Background: Cystinuria is an autosomal recessive disease that is manifested by the development of kidney stones. Mutations in SLC3A1 cause type I disease, while mutations in SLC7A9 are associated with non-type I disease. In Israel cystinuria is especially common among Libyan Jews who suffer from non-type I disease.
Objectives: To compare clinical manifestations of patients with mutations in SLC3A1 to those with mutations in SLC7A9, and to assess the carrier rate among unaffected Libyan Jewish controls.
Methods: Clinical manifestations were evaluated in patients with mutations in SLC3A1 and in patients with mutations in SLC7A9. Carrier rates for two SLC7A9 mutations were assessed in 287 unaffected Libyan Jewish controls.

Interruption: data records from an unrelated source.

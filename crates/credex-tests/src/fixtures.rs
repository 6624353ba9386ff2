//! Test fixtures for creating sample data.

use credex_core::{AwsParams, GitHubAppParams, IdTokenRequest, PipelineFacts, Secret};

pub const REPOSITORY: &str = "octo-org/octo-repo";
pub const SHA: &str = "e83c5163316f89bfbde7d9ab23ca2e25604af290";
pub const REQUEST_TOKEN: &str = "runner-request-token";
pub const ID_TOKEN: &str = "eyJhbGciOiJSUzI1NiJ9.payload.signature";
pub const ROLE_ARN: &str = "arn:aws:iam::123456789012:role/deploy";

/// Factory for pipeline facts.
pub struct FactsFixture;

impl FactsFixture {
    /// Facts for a push build on `main`, without OIDC.
    pub fn push(api_url: &str) -> PipelineFacts {
        PipelineFacts {
            repository: Some(REPOSITORY.to_string()),
            sha: Some(SHA.to_string()),
            workflow: Some("deploy".to_string()),
            run_id: Some("1658821493".to_string()),
            actor: Some("octocat".to_string()),
            git_ref: Some("refs/heads/main".to_string()),
            api_url: Some(api_url.to_string()),
            id_token_request: None,
        }
    }

    /// Push facts with the runner's OIDC endpoint at `id_token_url`.
    pub fn push_with_oidc(api_url: &str, id_token_url: &str) -> PipelineFacts {
        PipelineFacts {
            id_token_request: Some(IdTokenRequest {
                url: id_token_url.to_string(),
                token: Secret::new(REQUEST_TOKEN),
            }),
            ..Self::push(api_url)
        }
    }
}

/// Factory for invocation parameters.
pub struct ParamsFixture;

impl ParamsFixture {
    pub fn github_app(endpoint: &str) -> GitHubAppParams {
        GitHubAppParams {
            provider_endpoint: endpoint.to_string(),
            audience: "https://github-app.shogo82148.com/42".to_string(),
            github_token: None,
            repositories: vec![],
        }
    }

    pub fn aws(endpoint: &str) -> AwsParams {
        AwsParams {
            provider_endpoint: endpoint.to_string(),
            audience: "sts.amazonaws.com".to_string(),
            github_token: None,
            role_to_assume: ROLE_ARN.to_string(),
            role_session_name: "GitHubActions".to_string(),
            duration_seconds: 3600,
            region: "us-east-1".to_string(),
            role_session_tagging: true,
            use_node_id: false,
            obfuscate_repository: String::new(),
        }
    }
}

Results: Twelve patients with mutations in SLC3A1 were compared to 15 patients with mutations in SLC7A9. No differences were detected between the patients with mutations in SLC3A1 and those with mutations in SLC7A9 in relation to the age of disease onset, the estimated number of stones, the number of invasive procedures, the number of patients receiving drug therapy, or the patients’ urinary pH. Eleven of the unaffected Libyan Jewish controls were found heterozygotes for the V170M mutation, establishing a carrier rate of 1:25. The 1584+3 del AAGT mutation was not found in any of the Libyan Jewish controls.
Conclusion: Mutations in SLC3A1 and SLC7A9 cystinuria patients result in indistinguishable disease manifestations. The high carrier rate among Libyan Jews is a result of a single missense mutation, V170M.